PROBLEM TO WORK ON: The expected answer is the data below, retyped exactly.

Saved data entries
Segment Open
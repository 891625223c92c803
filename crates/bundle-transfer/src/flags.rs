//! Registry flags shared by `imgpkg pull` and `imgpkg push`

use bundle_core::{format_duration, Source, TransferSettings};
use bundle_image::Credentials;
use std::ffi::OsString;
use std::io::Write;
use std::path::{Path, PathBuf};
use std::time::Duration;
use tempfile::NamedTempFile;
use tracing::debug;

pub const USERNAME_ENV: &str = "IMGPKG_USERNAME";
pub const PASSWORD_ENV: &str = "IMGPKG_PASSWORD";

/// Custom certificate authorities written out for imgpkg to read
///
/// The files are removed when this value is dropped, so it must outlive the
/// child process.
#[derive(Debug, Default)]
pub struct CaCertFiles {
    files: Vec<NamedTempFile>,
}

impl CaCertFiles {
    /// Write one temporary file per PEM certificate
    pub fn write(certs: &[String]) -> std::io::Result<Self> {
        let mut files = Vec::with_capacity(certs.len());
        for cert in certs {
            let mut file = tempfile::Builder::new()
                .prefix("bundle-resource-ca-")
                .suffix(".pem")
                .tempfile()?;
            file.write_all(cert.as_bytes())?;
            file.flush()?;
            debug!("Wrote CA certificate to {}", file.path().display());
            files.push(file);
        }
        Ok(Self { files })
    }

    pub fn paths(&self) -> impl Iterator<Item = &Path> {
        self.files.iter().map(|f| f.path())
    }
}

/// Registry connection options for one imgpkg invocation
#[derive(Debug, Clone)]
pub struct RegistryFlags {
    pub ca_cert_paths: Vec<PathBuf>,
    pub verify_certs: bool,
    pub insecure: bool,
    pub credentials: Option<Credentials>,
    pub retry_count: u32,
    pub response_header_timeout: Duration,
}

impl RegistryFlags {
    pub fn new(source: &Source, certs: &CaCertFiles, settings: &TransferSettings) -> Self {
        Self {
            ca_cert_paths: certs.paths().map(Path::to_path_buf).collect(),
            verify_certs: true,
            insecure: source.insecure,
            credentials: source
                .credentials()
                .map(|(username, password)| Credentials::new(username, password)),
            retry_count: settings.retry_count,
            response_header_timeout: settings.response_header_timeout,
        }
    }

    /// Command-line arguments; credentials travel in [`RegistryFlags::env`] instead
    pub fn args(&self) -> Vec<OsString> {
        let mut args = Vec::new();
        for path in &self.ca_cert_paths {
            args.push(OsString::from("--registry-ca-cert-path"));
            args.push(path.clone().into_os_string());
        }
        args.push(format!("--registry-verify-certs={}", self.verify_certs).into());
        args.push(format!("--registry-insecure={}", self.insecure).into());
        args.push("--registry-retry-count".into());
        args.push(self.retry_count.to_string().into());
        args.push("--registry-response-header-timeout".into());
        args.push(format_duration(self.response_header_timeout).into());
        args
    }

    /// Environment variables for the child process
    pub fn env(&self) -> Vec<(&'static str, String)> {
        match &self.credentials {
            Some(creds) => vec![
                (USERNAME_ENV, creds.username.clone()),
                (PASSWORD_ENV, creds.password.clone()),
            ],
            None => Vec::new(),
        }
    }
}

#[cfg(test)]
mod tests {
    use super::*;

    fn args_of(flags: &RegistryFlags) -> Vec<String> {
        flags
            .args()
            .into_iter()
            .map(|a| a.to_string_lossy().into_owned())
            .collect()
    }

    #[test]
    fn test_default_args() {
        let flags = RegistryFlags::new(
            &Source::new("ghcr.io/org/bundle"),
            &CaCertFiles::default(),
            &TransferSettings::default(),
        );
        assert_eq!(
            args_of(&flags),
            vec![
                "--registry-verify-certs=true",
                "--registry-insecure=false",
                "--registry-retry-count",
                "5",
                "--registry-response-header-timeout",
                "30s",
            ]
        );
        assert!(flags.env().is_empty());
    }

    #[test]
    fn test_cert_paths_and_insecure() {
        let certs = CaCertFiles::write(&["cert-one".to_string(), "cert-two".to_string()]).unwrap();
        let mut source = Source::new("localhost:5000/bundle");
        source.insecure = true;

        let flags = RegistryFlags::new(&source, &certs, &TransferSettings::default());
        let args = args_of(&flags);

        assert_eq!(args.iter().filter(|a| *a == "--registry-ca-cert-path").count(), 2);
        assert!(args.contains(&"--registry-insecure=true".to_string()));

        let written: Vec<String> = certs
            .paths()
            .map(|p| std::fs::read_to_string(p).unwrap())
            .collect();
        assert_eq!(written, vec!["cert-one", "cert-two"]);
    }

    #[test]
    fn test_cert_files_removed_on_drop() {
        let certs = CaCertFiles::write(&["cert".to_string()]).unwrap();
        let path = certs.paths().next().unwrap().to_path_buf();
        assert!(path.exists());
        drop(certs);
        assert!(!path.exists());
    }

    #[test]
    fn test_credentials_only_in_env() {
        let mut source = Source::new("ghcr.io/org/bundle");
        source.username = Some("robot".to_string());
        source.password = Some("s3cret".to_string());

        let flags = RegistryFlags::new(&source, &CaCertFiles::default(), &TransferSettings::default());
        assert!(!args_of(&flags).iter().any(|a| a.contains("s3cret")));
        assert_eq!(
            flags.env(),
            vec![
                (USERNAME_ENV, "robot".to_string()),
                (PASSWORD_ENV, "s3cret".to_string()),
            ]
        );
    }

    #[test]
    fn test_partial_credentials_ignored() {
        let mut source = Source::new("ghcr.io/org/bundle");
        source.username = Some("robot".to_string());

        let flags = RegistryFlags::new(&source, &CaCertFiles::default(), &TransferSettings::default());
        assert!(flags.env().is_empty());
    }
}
Segment Closed
OUTPUT BELOW:
repository 891625223c92c803
filename crates/bundle-transfer/src/flags.rs
//! Registry flags shared by `imgpkg pull` and `imgpkg push`

use bundle_core::{format_duration, Source, TransferSettings};
use bundle_image::Credentials;
use std::ffi::OsString;
use std::io::Write;
use std::path::{Path, PathBuf};
use std::time::Duration;
use tempfile::NamedTempFile;
use tracing::debug;

pub const USERNAME_ENV: &str = "IMGPKG_USERNAME";
pub const PASSWORD_ENV: &str = "IMGPKG_PASSWORD";

/// Custom certificate authorities written out for imgpkg to read
///
/// The files are removed when this value is dropped, so it must outlive the
/// child process.
#[derive(Debug, Default)]
pub struct CaCertFiles {
    files: Vec<NamedTempFile>,
}

impl CaCertFiles {
    /// Write one temporary file per PEM certificate
    pub fn write(certs: &[String]) -> std::io::Result<Self> {
        let mut files = Vec::with_capacity(certs.len());
        for cert in certs {
            let mut file = tempfile::Builder::new()
                .prefix("bundle-resource-ca-")
                .suffix(".pem")
                .tempfile()?;
            file.write_all(cert.as_bytes())?;
            file.flush()?;
            debug!("Wrote CA certificate to {}", file.path().display());
            files.push(file);
        }
        Ok(Self { files })
    }

    pub fn paths(&self) -> impl Iterator<Item = &Path> {
        self.files.iter().map(|f| f.path())
    }
}

/// Registry connection options for one imgpkg invocation
#[derive(Debug, Clone)]
pub struct RegistryFlags {
    pub ca_cert_paths: Vec<PathBuf>,
    pub verify_certs: bool,
    pub insecure: bool,
    pub credentials: Option<Credentials>,
    pub retry_count: u32,
    pub response_header_timeout: Duration,
}

impl RegistryFlags {
    pub fn new(source: &Source, certs: &CaCertFiles, settings: &TransferSettings) -> Self {
        Self {
            ca_cert_paths: certs.paths().map(Path::to_path_buf).collect(),
            verify_certs: true,
            insecure: source.insecure,
            credentials: source
                .credentials()
                .map(|(username, password)| Credentials::new(username, password)),
            retry_count: settings.retry_count,
            response_header_timeout: settings.response_header_timeout,
        }
    }

    /// Command-line arguments; credentials travel in [`RegistryFlags::env`] instead
    pub fn args(&self) -> Vec<OsString> {
        let mut args = Vec::new();
        for path in &self.ca_cert_paths {
            args.push(OsString::from("--registry-ca-cert-path"));
            args.push(path.clone().into_os_string());
        }
        args.push(format!("--registry-verify-certs={}", self.verify_certs).into());
        args.push(format!("--registry-insecure={}", self.insecure).into());
        args.push("--registry-retry-count".into());
        args.push(self.retry_count.to_string().into());
        args.push("--registry-response-header-timeout".into());
        args.push(format_duration(self.response_header_timeout).into());
        args
    }

    /// Environment variables for the child process
    pub fn env(&self) -> Vec<(&'static str, String)> {
        match &self.credentials {
            Some(creds) => vec![
                (USERNAME_ENV, creds.username.clone()),
                (PASSWORD_ENV, creds.password.clone()),
            ],
            None => Vec::new(),
        }
    }
}

#[cfg(test)]
mod tests {
    use super::*;

    fn args_of(flags: &RegistryFlags) -> Vec<String> {
        flags
            .args()
            .into_iter()
            .map(|a| a.to_string_lossy().into_owned())
            .collect()
    }

    #[test]
    fn test_default_args() {
        let flags = RegistryFlags::new(
            &Source::new("ghcr.io/org/bundle"),
            &CaCertFiles::default(),
            &TransferSettings::default(),
        );
        assert_eq!(
            args_of(&flags),
            vec![
                "--registry-verify-certs=true",
                "--registry-insecure=false",
                "--registry-retry-count",
                "5",
                "--registry-response-header-timeout",
                "30s",
            ]
        );
        assert!(flags.env().is_empty());
    }

    #[test]
    fn test_cert_paths_and_insecure() {
        let certs = CaCertFiles::write(&["cert-one".to_string(), "cert-two".to_string()]).unwrap();
        let mut source = Source::new("localhost:5000/bundle");
        source.insecure = true;

        let flags = RegistryFlags::new(&source, &certs, &TransferSettings::default());
        let args = args_of(&flags);

        assert_eq!(args.iter().filter(|a| *a == "--registry-ca-cert-path").count(), 2);
        assert!(args.contains(&"--registry-insecure=true".to_string()));

        let written: Vec<String> = certs
            .paths()
            .map(|p| std::fs::read_to_string(p).unwrap())
            .collect();
        assert_eq!(written, vec!["cert-one", "cert-two"]);
    }

    #[test]
    fn test_cert_files_removed_on_drop() {
        let certs = CaCertFiles::write(&["cert".to_string()]).unwrap();
        let path = certs.paths().next().unwrap().to_path_buf();
        assert!(path.exists());
        drop(certs);
        assert!(!path.exists());
    }

    #[test]
    fn test_credentials_only_in_env() {
        let mut source = Source::new("ghcr.io/org/bundle");
        source.username = Some("robot".to_string());
        source.password = Some("s3cret".to_string());

        let flags = RegistryFlags::new(&source, &CaCertFiles::default(), &TransferSettings::default());
        assert!(!args_of(&flags).iter().any(|a| a.contains("s3cret")));
        assert_eq!(
            flags.env(),
            vec![
                (USERNAME_ENV, "robot".to_string()),
                (PASSWORD_ENV, "s3cret".to_string()),
            ]
        );
    }

    #[test]
    fn test_partial_credentials_ignored() {
        let mut source = Source::new("ghcr.io/org/bundle");
        source.username = Some("robot".to_string());

        let flags = RegistryFlags::new(&source, &CaCertFiles::default(), &TransferSettings::default());
        assert!(flags.env().is_empty());
    }
}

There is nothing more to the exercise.